(Stored items)
+ + +

//! WAV header synthesis for raw PCM payloads

use byteorder::{ByteOrder, LittleEndian};

use super::{
    DATA_CHUNK_ID, FMT_CHUNK_ID, FMT_CHUNK_SIZE, PCM_FORMAT_TAG, PcmFormat, RIFF_MAGIC,
    RIFF_SIZE_OVERHEAD, WAV_HEADER_SIZE, WAVE_MAGIC,
};

/// Builds canonical 44-byte PCM WAV headers for a fixed [`PcmFormat`].
///
/// Only the two size fields depend on the payload; everything else comes
/// from the format policy.
#[derive(Debug, Clone, Copy, Default, PartialEq, Eq)]
pub struct HeaderSynthesizer {
    format: PcmFormat,
}

impl HeaderSynthesizer {
    #[must_use]
    pub const fn new(format: PcmFormat) -> Self {
        Self { format }
    }

    /// The format policy written into every header
    #[must_use]
    pub fn format(&self) -> PcmFormat {
        self.format
    }

    /// Header for a payload of `payload_len` bytes.
    ///
    /// The RIFF size field saturates at `u32::MAX` for payloads within 36
    /// bytes of 4 GiB.
    #[must_use]
    pub fn header(&self, payload_len: u32) -> [u8; WAV_HEADER_SIZE] {
        let mut header = [0u8; WAV_HEADER_SIZE];

        // RIFF header
        header[0..4].copy_from_slice(RIFF_MAGIC);
        LittleEndian::write_u32(&mut header[4..8], payload_len.saturating_add(RIFF_SIZE_OVERHEAD));
        header[8..12].copy_from_slice(WAVE_MAGIC);

        // fmt chunk
        header[12..16].copy_from_slice(FMT_CHUNK_ID);
        LittleEndian::write_u32(&mut header[16..20], FMT_CHUNK_SIZE);
        LittleEndian::write_u16(&mut header[20..22], PCM_FORMAT_TAG);
        LittleEndian::write_u16(&mut header[22..24], self.format.channels);
        LittleEndian::write_u32(&mut header[24..28], self.format.sample_rate);
        LittleEndian::write_u32(&mut header[28..32], self.format.byte_rate());
        LittleEndian::write_u16(&mut header[32..34], self.format.block_align());
        LittleEndian::write_u16(&mut header[34..36], self.format.bits_per_sample);

        // data chunk
        header[36..40].copy_from_slice(DATA_CHUNK_ID);
        LittleEndian::write_u32(&mut header[40..44], payload_len);

        header
    }

    /// Wrap a raw payload in a header: `44 + payload.len()` bytes, payload
    /// copied verbatim after the header.
    #[must_use]
    pub fn synthesize(&self, payload: &[u8]) -> Vec<u8> {
        let payload_len = u32::try_from(payload.len()).unwrap_or(u32::MAX);

        let mut container = Vec::with_capacity(WAV_HEADER_SIZE + payload.len());
        container.extend_from_slice(&self.header(payload_len));
        container.extend_from_slice(payload);
        container
    }
}

/// Encode PCM samples as a standalone WAV file
#[must_use]
pub fn encode_wav(format: PcmFormat, samples: &[u8]) -> Vec<u8> {
    HeaderSynthesizer::new(format).synthesize(samples)
}

#[cfg(test)]
mod tests {
    use super::*;
    use pretty_assertions::assert_eq;

    const DOS_HEADER_ZERO: [u8; 44] = [
        b'R', b'I', b'F', b'F', 36, 0, 0, 0, b'W', b'A', b'V', b'E', b'f', b'm', b't', b' ', //
        0x10, 0, 0, 0, 0x01, 0, 0x01, 0, 0x40, 0x1f, 0, 0, 0x40, 0x1f, 0, 0, 0x01, 0, 0x08, 0, //
        b'd', b'a', b't', b'a', 0, 0, 0, 0,
    ];

    #[test]
    fn test_dos_header_bytes() {
        let synth = HeaderSynthesizer::default();
        assert_eq!(synth.header(0), DOS_HEADER_ZERO);
    }

    #[test]
    fn test_size_fields_track_payload_length() {
        let synth = HeaderSynthesizer::new(PcmFormat::DOS_8BIT_MONO_8KHZ);
        let header = synth.header(0x0001_0203);

        assert_eq!(LittleEndian::read_u32(&header[4..8]), 0x0001_0203 + 36);
        assert_eq!(LittleEndian::read_u32(&header[40..44]), 0x0001_0203);

        // Everything except the two size fields is fixed by the policy
        for (i, (&a, &b)) in header.iter().zip(DOS_HEADER_ZERO.iter()).enumerate() {
            if !(4..8).contains(&i) && !(40..44).contains(&i) {
                assert_eq!(a, b, "byte {i} differs");
            }
        }
    }

    #[test]
    fn test_synthesize_copies_payload() {
        let payload = [0x80, 0x00, 0xFF, 0x7F, 0x81];
        let container = HeaderSynthesizer::default().synthesize(&payload);

        assert_eq!(container.len(), 44 + payload.len());
        assert_eq!(&container[44..], &payload);
        assert_eq!(container, HeaderSynthesizer::default().synthesize(&payload));
    }

    #[test]
    fn test_size_field_saturates() {
        let header = HeaderSynthesizer::default().header(u32::MAX - 10);
        assert_eq!(LittleEndian::read_u32(&header[4..8]), u32::MAX);
    }

    #[test]
    fn test_other_policy() {
        let header = HeaderSynthesizer::new(PcmFormat::new(2, 11025, 16)).header(8);
        assert_eq!(LittleEndian::read_u16(&header[22..24]), 2);
        assert_eq!(LittleEndian::read_u32(&header[24..28]), 11025);
        assert_eq!(LittleEndian::read_u32(&header[28..32]), 44100);
        assert_eq!(LittleEndian::read_u16(&header[32..34]), 4);
        assert_eq!(LittleEndian::read_u16(&header[34..36]), 16);
    }
}
//! Types for CAT archive handling

/// One row of the CAT index table
#[derive(Debug, Clone, Copy, PartialEq, Eq)]
pub struct CatEntry {
    /// Offset of the entry data from the start of the file
    pub offset: u64,
    /// Length of the entry data in bytes (name prefix included)
    pub length: u32,
}

impl CatEntry {
    /// Offset one past the last byte of the entry
    #[must_use]
    pub fn end(&self) -> u64 {
        self.offset + u64::from(self.length)
    }
}
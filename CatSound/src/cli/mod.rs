//! `CatSound` CLI - Command-line interface for CAT sound archives

pub mod commands;
pub mod progress;

use clap::Parser;
use commands::Commands;

#[derive(Parser)]
#[command(name = "catsound")]
#[command(about = "CatSound: X-Com CAT sound archive tools", long_about = None)]
#[command(version)]
struct Cli {
    #[command(subcommand)]
    command: Commands,
}

/// Run the `CatSound` CLI
pub fn run_cli() -> anyhow::Result<()> {
    // Setup logging
    tracing_subscriber::fmt::init();

    let cli = Cli::parse();
    cli.command.execute()?;

    Ok(())
}
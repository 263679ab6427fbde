fn main() -> anyhow::Result<()> {
    catsound::cli::run_cli()
}
//! CLI command for loading every CAT file under a directory

use std::path::Path;

use crate::batch::{batch_load, find_cat_files};
use crate::cli::progress::simple_bar;
use crate::sound::LoaderConfig;

pub fn execute(source: &Path, wav: bool, config: &LoaderConfig) -> anyhow::Result<()> {
    let cat_files = find_cat_files(source);

    if cat_files.is_empty() {
        println!("No CAT files found in: {}", source.display());
        return Ok(());
    }

    println!("Found {} CAT files", cat_files.len());

    let pb = simple_bar(cat_files.len() as u64, "Loading");
    let results = batch_load(&cat_files, *config, wav, |p| {
        pb.set_position(p.current as u64);
    });
    pb.finish_and_clear();

    for result in &results {
        let display = result
            .path
            .strip_prefix(source)
            .unwrap_or(result.path.as_path())
            .display();
        match &result.outcome {
            Ok((_, summary)) => println!(
                "  {display}: {} entries, {} decoded, {} failed",
                summary.total, summary.loaded, summary.failed
            ),
            Err(err) => println!("  {display}: ERROR {err}"),
        }
    }

    Ok(())
}
//! Loader configuration

use std::path::Path;

use serde::{Deserialize, Serialize};

use crate::error::{Error, Result};
use crate::wav::PcmFormat;

/// How raw CAT payloads are interpreted.
///
/// ```json
/// { "format": { "channels": 1, "sample_rate": 8000, "bits_per_sample": 8 },
///   "strip_name_prefix": false }
/// ```
#[derive(Debug, Clone, Copy, Default, PartialEq, Eq, Serialize, Deserialize)]
#[serde(default)]
pub struct LoaderConfig {
    /// Format policy for payloads without a WAV header
    pub format: PcmFormat,
    /// Remove the file name stored in front of each entry before decoding
    pub strip_name_prefix: bool,
}

impl LoaderConfig {
    /// Parse and validate a JSON config.
    ///
    /// # Errors
    /// Returns an error if the JSON is malformed or the format is invalid.
    pub fn from_json_str(json: &str) -> Result<Self> {
        let config: Self = serde_json::from_str(json)?;
        config.validate()?;
        Ok(config)
    }

    /// Read and validate a JSON config file.
    ///
    /// # Errors
    /// Returns an error if the file cannot be read or is invalid.
    pub fn from_json_file(path: impl AsRef<Path>) -> Result<Self> {
        let json = std::fs::read_to_string(path)?;
        Self::from_json_str(&json)
    }

    /// Serialize to pretty JSON.
    ///
    /// # Errors
    /// Returns an error if serialization fails.
    pub fn to_json(&self) -> Result<String> {
        Ok(serde_json::to_string_pretty(self)?)
    }

    /// Check the format policy.
    ///
    /// # Errors
    /// Returns [`Error::Config`] describing the problem.
    pub fn validate(&self) -> Result<()> {
        self.format.validate().map_err(|message| Error::Config {
            message: message.to_string(),
        })
    }
}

+ + +

To do: A verbatim transcription is needed of the lines above, starting at the line with "use crate::sound::LoaderConfig;" and ending at the line with "or is invalid.", both included, and of nothing else.

Written response:
use crate::sound::LoaderConfig;

pub fn execute(source: &Path, wav: bool, config: &LoaderConfig) -> anyhow::Result<()> {
    let cat_files = find_cat_files(source);

    if cat_files.is_empty() {
        println!("No CAT files found in: {}", source.display());
        return Ok(());
    }

    println!("Found {} CAT files", cat_files.len());

    let pb = simple_bar(cat_files.len() as u64, "Loading");
    let results = batch_load(&cat_files, *config, wav, |p| {
        pb.set_position(p.current as u64);
    });
    pb.finish_and_clear();

    for result in &results {
        let display = result
            .path
            .strip_prefix(source)
            .unwrap_or(result.path.as_path())
            .display();
        match &result.outcome {
            Ok((_, summary)) => println!(
                "  {display}: {} entries, {} decoded, {} failed",
                summary.total, summary.loaded, summary.failed
            ),
            Err(err) => println!("  {display}: ERROR {err}"),
        }
    }

    Ok(())
}
//! Loader configuration

use std::path::Path;

use serde::{Deserialize, Serialize};

use crate::error::{Error, Result};
use crate::wav::PcmFormat;

/// How raw CAT payloads are interpreted.
///
/// ```json
/// { "format": { "channels": 1, "sample_rate": 8000, "bits_per_sample": 8 },
///   "strip_name_prefix": false }
/// ```
#[derive(Debug, Clone, Copy, Default, PartialEq, Eq, Serialize, Deserialize)]
#[serde(default)]
pub struct LoaderConfig {
    /// Format policy for payloads without a WAV header
    pub format: PcmFormat,
    /// Remove the file name stored in front of each entry before decoding
    pub strip_name_prefix: bool,
}

impl LoaderConfig {
    /// Parse and validate a JSON config.
    ///
    /// # Errors
    /// Returns an error if the JSON is malformed or the format is invalid.
    pub fn from_json_str(json: &str) -> Result<Self> {
        let config: Self = serde_json::from_str(json)?;
        config.validate()?;
        Ok(config)
    }

    /// Read and validate a JSON config file.
    ///
    /// # Errors
    /// Returns an error if the file cannot be read or is invalid.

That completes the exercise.